Por eso todos, absolutamente todos, tenemos que poner todo de nuestra parte para evitar que el nivel de destrucción ya inevitable causado por el virus vaya a más. Tenemos que intentarlo, y eso implica responsabilidad, prudencia, compromiso y contención, aparte de grandes dosis de empatía. Y eso debería salir de cada uno, sin necesidad de que se tengan que arbitrar normas y más normas, establecer confinamientos perimetrales o instar a quedarse en casa. Y es que si uno realiza la ecuación entre el coste y el beneficio de cada acto, las cosas están claras: hemos de apostar al unísono, porque el precio individual que podemos pagar es muy grande y porque, en colectivo, el sistema ya no aguanta mucho más.

Evidentemente, hace falta más. Hubiera hecho falta que se hubiesen articulado medios, liberado recursos y gestionado la pandemia con un mucho más alto nivel ejecutivo, al margen de la demoscopia y los intereses de cada uno de los partidos al mando en cada uno de los territorios y en la coordinación central. Hubiera hecho falta más valentía para enfrentarse al problema sin eslóganes baratos de “salvar esto o aquello” y, a cambio, poder salvar más vidas. Y hubiera sido importante no anteponer el relato a los hechos, siendo capaces de suscitar consensos en vez de divisiones, característica indeleble de esta eterna partida de ajedrez que juegan los distintos intereses presentes en el tablero de lo que un día quiso ser una verdadera democracia y se quedó un tanto coja, presa de la verborrea de partidos políticos en que demasiados profesionales de la cosa, iletrados tantas veces, medran y toman decisiones a veces muy alejadas de lo más conveniente o correcto desde el punto de vista técnico.

Pero todo eso es igual ya. Nuestra sociedad es lo que es y da para lo que da, y la esfera pública es un mero reflejo de todo ello. Ya está. Ahora lo importante es concentrarse en bajar las ominosas e intolerables cifras de prevalencia de la enfermedad, como forma de atisbar una salida a la asfixiante situación —nunca mejor dicho— de nuestro depauperado sistema de salud. Esto no es una novedad, y lo llevamos hablando muchos meses de autoconfinamiento y llamamiento a la prudencia y a la responsabilidad, en particular desde esta columna. Pero, a pesar de lo aprendido ya, está más vigente que nunca. Hemos de perseverar. De cuidarnos. De cuidar. De intentar sobrellevar lo mejor posible este tiempo incierto. Y de, ante la duda, pecar más de prudentes que de lanzados, de cuidadosos que de despreocupados.
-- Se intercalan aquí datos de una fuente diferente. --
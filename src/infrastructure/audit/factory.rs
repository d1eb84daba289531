//! Audit store selection from configuration

use std::path::PathBuf;
use std::sync::Arc;

use serde::Deserialize;
use tracing::info;

use super::{InMemoryAuditLog, JsonlAuditLog, PostgresAuditLog};
use crate::domain::{AuditLogRepository, DomainError};

/// Supported audit backends
#[derive(Debug, Clone, Copy, Default, PartialEq, Eq, Deserialize)]
#[serde(rename_all = "lowercase")]
pub enum AuditBackend {
    #[default]
    Memory,
    Jsonl,
    Postgres,
}

/// Audit log configuration
#[derive(Debug, Clone, Deserialize)]
pub struct AuditConfig {
    #[serde(default)]
    pub backend: AuditBackend,
    /// File used by the `jsonl` backend
    #[serde(default = "default_path")]
    pub path: PathBuf,
    /// Environment variable holding the connection URL for `postgres`
    #[serde(default = "default_database_url_env")]
    pub database_url_env: String,
    #[serde(default = "default_table")]
    pub table: String,
}

fn default_path() -> PathBuf {
    PathBuf::from("data/audit.jsonl")
}

fn default_database_url_env() -> String {
    "DATABASE_URL".to_string()
}

fn default_table() -> String {
    "adjudication_audit_log".to_string()
}

impl Default for AuditConfig {
    fn default() -> Self {
        Self {
            backend: AuditBackend::default(),
            path: default_path(),
            database_url_env: default_database_url_env(),
            table: default_table(),
        }
    }
}

/// Factory for creating audit stores
#[derive(Debug)]
pub struct AuditStoreFactory;

impl AuditStoreFactory {
    pub async fn create(config: &AuditConfig) -> Result<Arc<dyn AuditLogRepository>, DomainError> {
        let store: Arc<dyn AuditLogRepository> = match config.backend {
            AuditBackend::Memory => Arc::new(InMemoryAuditLog::new()),
            AuditBackend::Jsonl => Arc::new(JsonlAuditLog::open(&config.path).await?),
            AuditBackend::Postgres => {
                validate_table_name(&config.table)?;
                let url = std::env::var(&config.database_url_env).map_err(|_| {
                    DomainError::configuration(format!(
                        "Environment variable '{}' is not set",
                        config.database_url_env
                    ))
                })?;
                let store = PostgresAuditLog::connect(&url, &config.table).await?;
                store.ensure_table().await?;
                Arc::new(store)
            }
        };

        info!(backend = store.backend_name(), "Audit log ready");
        Ok(store)
    }
}

fn validate_table_name(name: &str) -> Result<(), DomainError> {
    let valid = !name.is_empty()
        && name.chars().all(|c| c.is_ascii_alphanumeric() || c == '_')
        && !name.starts_with(|c: char| c.is_ascii_digit());

    if valid {
        Ok(())
    } else {
        Err(DomainError::configuration(format!(
            "Invalid audit table name '{}'",
            name
        )))
    }
}
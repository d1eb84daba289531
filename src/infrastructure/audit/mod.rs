//! Audit log store implementations

mod factory;
mod in_memory;
mod jsonl;
mod postgres;

pub use factory::{AuditBackend, AuditConfig, AuditStoreFactory};
pub use in_memory::InMemoryAuditLog;
pub use jsonl::JsonlAuditLog;
pub use postgres::PostgresAuditLog;
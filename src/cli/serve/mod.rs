//! Serve command - runs the HTTP API

use std::net::SocketAddr;

use tokio::net::TcpListener;
use tokio::signal;
use tracing::{error, info, warn};

use crate::api::{create_router_with_extras, RouterExtras};
use crate::config::AppConfig;
use crate::infrastructure::logging::init_logging;
use crate::infrastructure::observability::init_metrics;

/// Run the API server
pub async fn run() -> anyhow::Result<()> {
    dotenvy::dotenv().ok();

    let (config, load_error) = AppConfig::load_or_default();
    init_logging(&config.logging);
    if let Some(e) = load_error {
        warn!(error = %e, "Failed to load configuration, using defaults");
    }

    let state = crate::create_app_state_with_config(&config).await?;
    let metrics = init_metrics(&config.metrics);
    let app = create_router_with_extras(
        state,
        RouterExtras {
            static_dir: config.server.static_dir.as_deref(),
            metrics: metrics.map(|m| (m, config.metrics.path.as_str())),
        },
    );

    let addr = build_socket_addr(&config)?;
    info!("Starting server on {}", addr);

    let listener = TcpListener::bind(addr).await?;

    axum::serve(listener, app)
        .with_graceful_shutdown(shutdown_signal())
        .await?;

    info!("Server shutdown complete");

    Ok(())
}

async fn shutdown_signal() {
    let ctrl_c = async {
        if let Err(e) = signal::ctrl_c().await {
            error!("Failed to listen for Ctrl+C: {}", e);
            std::future::pending::<()>().await;
        }
    };

    #[cfg(unix)]
    let terminate = async {
        match signal::unix::signal(signal::unix::SignalKind::terminate()) {
            Ok(mut stream) => {
                stream.recv().await;
            }
            Err(e) => {
                error!("Failed to install SIGTERM handler: {}", e);
                std::future::pending::<()>().await;
            }
        }
    };

    #[cfg(not(unix))]
    let terminate = std::future::pending::<()>();

    tokio::select! {
        _ = ctrl_c => {
            info!("Received Ctrl+C, initiating graceful shutdown");
        }
        _ = terminate => {
            info!("Received SIGTERM, initiating graceful shutdown");
        }
    }
}

fn build_socket_addr(config: &AppConfig) -> anyhow::Result<SocketAddr> {
    Ok(SocketAddr::from((
        config.server.host.parse::<std::net::IpAddr>()?,
        config.server.port,
    )))
}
Y es que no hay otro camino, oigan. No lo hay, a menos que nos importe un rábano todo el sufrimiento acumulado y el luctuoso saldo de todas las personas que se nos han ido en este trance. Personas, sí. No estadísticas, parte de un soniquete que, por repetido, ya se nos antoja parte del día a día. Personas, con sus cuitas y sus alegrías, sus familias y su trayectoria vital. Personas, muchas veces contagiadas en el ejercicio de sus funciones profesionales, y que ya no volverán. Personas, no estadísticas. Personas de verdad, como usted y yo. Personas y más personas, acumulando números insufribles, que deberían estremecernos a todos. Personas de carne y hueso. Personas a las que les debemos un respeto, traducido a un firme propósito de cuidarnos y cuidar a los demás.

Dedico este artículo a mi amigo y a los que, como él, tratan en la trinchera de salvar vidas cada día, contra viento y marea, en medio de las dificultades. Deseo, asimismo, la máxima clarividencia y lucidez a los que están tomando las decisiones, para que centren de verdad su objetivo y entiendan de orientación a resultados, por encima de todo. Para que sus planteamientos, incluidos los que tienen que ver con la sanidad, con necesidad de mayor inversión en recursos y personal, o con la educación —en el que otros nos arriesgamos también cada día con los centros inexplicablemente hoy abiertos—, sean mucho más orientados a frenar los contagios por encima de todo y lograr, en el corto plazo, la contención del avance del virus. Todos somos parte del problema y de la solución. Y hemos de tender la mano a todos los colectivos implicados y a todas las personas, solicitando lo mejor de ellas mismas, con el único ánimo de que la mayor parte de nosotros podamos contarlo algún día con mucho mayor alivio que hoy. Aunque, nunca lo olvidemos, muchas personas —que no frías estadísticas— habrán fenecido en tal empeño, sin poder ya retornar.